Dataset entries

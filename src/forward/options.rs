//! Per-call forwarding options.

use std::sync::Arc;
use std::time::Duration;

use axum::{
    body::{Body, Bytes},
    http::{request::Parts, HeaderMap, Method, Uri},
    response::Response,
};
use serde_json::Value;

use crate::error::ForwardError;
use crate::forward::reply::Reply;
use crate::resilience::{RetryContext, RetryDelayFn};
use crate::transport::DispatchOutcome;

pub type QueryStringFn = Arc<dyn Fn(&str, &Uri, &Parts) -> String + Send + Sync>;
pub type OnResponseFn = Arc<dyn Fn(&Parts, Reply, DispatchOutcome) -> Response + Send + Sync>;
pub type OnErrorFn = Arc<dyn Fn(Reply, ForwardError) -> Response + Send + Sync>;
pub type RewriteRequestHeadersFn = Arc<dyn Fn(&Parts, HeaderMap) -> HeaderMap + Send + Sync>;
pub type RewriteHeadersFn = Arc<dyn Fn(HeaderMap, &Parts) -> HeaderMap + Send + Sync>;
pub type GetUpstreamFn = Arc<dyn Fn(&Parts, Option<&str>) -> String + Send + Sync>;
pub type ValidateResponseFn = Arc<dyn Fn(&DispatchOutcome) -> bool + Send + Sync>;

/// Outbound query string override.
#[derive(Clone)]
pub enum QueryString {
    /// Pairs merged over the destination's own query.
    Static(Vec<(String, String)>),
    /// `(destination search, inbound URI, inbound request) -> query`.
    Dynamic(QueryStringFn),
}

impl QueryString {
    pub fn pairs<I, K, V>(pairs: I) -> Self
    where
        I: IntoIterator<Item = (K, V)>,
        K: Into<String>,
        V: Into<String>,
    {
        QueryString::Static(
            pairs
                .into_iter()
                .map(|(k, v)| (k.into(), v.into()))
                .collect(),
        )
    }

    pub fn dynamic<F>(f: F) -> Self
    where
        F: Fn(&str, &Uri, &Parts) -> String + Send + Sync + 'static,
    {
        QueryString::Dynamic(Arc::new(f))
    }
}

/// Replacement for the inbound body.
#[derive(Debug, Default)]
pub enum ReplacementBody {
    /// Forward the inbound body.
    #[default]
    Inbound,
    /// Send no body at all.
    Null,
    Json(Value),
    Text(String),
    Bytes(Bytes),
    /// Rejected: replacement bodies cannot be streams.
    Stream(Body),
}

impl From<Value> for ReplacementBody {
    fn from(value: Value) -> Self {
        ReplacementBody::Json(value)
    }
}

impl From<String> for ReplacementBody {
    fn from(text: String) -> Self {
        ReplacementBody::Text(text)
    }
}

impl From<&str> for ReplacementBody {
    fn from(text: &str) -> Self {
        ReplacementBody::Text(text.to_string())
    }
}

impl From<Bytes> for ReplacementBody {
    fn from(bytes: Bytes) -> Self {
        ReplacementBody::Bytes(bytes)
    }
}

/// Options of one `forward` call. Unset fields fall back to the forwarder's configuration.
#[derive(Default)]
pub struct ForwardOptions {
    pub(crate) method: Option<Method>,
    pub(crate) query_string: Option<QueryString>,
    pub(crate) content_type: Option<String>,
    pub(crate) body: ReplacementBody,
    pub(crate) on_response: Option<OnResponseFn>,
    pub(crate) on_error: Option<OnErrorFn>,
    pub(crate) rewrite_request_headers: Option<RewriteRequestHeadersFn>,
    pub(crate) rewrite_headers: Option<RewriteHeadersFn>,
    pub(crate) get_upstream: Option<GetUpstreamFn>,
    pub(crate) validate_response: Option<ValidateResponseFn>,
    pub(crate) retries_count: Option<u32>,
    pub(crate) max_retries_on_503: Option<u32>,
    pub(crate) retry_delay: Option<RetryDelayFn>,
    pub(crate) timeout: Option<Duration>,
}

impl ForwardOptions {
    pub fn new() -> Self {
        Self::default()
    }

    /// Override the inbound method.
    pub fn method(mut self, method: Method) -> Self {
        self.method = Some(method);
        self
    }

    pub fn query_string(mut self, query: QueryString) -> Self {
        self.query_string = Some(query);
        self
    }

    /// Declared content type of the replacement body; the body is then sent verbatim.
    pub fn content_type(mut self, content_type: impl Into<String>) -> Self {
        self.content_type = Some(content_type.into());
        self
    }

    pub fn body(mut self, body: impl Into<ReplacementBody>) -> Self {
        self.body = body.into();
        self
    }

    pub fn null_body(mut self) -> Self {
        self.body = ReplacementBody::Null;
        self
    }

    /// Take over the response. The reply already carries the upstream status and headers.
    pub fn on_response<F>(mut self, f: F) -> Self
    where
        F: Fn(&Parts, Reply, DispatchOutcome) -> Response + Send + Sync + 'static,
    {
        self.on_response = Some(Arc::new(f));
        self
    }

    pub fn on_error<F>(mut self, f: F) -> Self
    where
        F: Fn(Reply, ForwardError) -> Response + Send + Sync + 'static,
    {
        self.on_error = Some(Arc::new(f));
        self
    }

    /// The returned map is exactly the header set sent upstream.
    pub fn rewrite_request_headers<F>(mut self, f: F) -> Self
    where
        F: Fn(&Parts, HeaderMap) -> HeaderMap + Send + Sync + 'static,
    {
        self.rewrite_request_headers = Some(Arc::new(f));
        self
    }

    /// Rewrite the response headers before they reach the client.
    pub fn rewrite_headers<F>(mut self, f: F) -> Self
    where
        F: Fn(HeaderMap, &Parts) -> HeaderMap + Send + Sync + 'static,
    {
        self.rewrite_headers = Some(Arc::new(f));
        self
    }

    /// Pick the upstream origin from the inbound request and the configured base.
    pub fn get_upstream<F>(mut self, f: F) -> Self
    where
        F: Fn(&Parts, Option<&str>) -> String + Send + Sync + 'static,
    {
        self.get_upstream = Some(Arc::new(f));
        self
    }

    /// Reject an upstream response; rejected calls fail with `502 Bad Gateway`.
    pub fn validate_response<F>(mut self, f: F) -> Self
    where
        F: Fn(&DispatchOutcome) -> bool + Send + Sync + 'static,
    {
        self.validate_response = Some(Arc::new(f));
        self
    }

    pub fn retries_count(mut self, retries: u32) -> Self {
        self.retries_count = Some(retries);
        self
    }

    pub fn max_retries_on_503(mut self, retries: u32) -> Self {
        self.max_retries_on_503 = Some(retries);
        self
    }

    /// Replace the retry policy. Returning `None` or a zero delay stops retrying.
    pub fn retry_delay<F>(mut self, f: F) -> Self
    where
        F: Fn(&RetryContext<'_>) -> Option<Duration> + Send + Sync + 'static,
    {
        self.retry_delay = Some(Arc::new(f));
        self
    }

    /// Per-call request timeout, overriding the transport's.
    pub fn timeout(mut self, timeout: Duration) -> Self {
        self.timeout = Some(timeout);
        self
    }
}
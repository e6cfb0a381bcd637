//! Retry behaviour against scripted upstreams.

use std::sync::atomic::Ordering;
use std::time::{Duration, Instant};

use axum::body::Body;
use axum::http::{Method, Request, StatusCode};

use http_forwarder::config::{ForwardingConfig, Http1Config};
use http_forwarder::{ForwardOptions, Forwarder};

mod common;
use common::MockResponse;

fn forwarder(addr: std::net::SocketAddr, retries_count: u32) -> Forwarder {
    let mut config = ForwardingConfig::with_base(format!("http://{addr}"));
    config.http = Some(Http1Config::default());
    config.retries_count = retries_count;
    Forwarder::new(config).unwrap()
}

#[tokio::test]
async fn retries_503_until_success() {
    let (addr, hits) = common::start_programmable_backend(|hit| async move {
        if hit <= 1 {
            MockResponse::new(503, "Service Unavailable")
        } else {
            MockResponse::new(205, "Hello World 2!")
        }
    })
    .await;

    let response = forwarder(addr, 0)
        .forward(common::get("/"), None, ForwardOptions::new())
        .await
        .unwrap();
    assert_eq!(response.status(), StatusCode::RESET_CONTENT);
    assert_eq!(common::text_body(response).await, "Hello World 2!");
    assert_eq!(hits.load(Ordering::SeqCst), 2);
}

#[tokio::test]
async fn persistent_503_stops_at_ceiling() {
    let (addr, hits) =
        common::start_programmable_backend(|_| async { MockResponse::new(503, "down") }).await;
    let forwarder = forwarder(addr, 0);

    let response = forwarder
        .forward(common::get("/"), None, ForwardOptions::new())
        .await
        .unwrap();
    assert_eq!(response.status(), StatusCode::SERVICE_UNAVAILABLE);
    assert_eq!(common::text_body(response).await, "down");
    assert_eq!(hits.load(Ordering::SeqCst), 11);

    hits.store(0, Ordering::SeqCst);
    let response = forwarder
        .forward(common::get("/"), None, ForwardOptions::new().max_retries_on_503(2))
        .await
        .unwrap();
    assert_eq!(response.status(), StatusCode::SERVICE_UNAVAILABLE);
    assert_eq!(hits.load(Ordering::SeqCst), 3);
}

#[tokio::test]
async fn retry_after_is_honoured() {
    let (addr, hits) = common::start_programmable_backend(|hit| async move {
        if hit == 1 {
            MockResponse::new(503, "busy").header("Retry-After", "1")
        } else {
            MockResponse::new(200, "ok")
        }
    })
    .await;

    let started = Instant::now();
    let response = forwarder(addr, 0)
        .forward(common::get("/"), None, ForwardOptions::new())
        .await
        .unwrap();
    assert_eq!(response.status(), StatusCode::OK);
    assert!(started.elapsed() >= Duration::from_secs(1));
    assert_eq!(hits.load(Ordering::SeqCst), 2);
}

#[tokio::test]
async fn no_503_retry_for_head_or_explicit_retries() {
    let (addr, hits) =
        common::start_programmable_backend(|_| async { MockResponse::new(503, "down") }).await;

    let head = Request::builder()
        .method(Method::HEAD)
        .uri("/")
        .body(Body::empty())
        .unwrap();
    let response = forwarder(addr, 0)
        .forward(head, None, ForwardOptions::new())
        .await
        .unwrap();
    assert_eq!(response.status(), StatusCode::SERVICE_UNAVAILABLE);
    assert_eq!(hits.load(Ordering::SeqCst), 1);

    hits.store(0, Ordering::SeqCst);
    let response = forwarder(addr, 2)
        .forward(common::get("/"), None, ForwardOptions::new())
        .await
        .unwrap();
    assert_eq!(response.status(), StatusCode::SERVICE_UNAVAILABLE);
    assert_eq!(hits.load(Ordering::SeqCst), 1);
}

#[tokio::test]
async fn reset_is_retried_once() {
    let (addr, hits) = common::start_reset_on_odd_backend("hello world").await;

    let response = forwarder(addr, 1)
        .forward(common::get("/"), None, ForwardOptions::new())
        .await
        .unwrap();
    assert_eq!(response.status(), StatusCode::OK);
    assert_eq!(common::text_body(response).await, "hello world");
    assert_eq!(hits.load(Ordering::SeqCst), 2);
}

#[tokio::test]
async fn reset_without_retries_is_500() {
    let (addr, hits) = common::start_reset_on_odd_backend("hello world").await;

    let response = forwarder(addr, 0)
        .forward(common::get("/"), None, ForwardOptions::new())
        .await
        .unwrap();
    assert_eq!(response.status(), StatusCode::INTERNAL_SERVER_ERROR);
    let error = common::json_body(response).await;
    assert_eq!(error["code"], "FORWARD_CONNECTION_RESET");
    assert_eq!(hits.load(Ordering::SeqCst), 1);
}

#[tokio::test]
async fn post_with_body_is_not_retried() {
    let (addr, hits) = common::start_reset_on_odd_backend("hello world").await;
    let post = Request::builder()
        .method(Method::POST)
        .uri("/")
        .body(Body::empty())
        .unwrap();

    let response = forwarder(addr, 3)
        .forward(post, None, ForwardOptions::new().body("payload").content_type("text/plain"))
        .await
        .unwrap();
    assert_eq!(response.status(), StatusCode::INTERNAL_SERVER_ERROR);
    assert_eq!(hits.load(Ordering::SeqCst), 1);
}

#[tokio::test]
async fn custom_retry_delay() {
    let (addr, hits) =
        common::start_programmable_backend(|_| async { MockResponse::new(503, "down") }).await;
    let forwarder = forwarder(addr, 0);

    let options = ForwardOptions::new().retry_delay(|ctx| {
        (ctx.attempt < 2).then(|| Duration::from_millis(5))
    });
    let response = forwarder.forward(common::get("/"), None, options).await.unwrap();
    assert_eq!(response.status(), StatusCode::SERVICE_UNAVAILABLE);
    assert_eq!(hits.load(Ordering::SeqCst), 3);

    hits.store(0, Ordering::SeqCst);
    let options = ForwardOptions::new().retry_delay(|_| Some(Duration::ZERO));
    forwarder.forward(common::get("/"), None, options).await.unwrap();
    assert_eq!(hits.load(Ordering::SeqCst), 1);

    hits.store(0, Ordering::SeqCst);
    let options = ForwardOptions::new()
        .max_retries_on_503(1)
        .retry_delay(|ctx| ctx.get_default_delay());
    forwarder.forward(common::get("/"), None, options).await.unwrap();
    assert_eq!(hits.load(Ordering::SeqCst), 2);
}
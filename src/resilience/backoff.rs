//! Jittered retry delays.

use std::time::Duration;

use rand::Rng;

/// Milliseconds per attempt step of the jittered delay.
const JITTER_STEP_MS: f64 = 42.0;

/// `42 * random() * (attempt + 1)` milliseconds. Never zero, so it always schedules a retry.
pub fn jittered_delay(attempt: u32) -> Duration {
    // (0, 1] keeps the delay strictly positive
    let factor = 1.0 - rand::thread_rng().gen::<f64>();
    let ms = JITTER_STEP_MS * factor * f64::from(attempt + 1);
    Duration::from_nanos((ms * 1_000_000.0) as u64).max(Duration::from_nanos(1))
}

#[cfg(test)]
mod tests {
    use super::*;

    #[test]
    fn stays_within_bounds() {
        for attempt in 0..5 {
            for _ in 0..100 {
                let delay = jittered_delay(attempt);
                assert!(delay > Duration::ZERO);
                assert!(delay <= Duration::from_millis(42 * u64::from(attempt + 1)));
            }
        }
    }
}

__ASSIGNMENT__
A complete answer gives every line of the data that includes "builder".

__RESULT__
    let head = Request::builder()
    let post = Request::builder()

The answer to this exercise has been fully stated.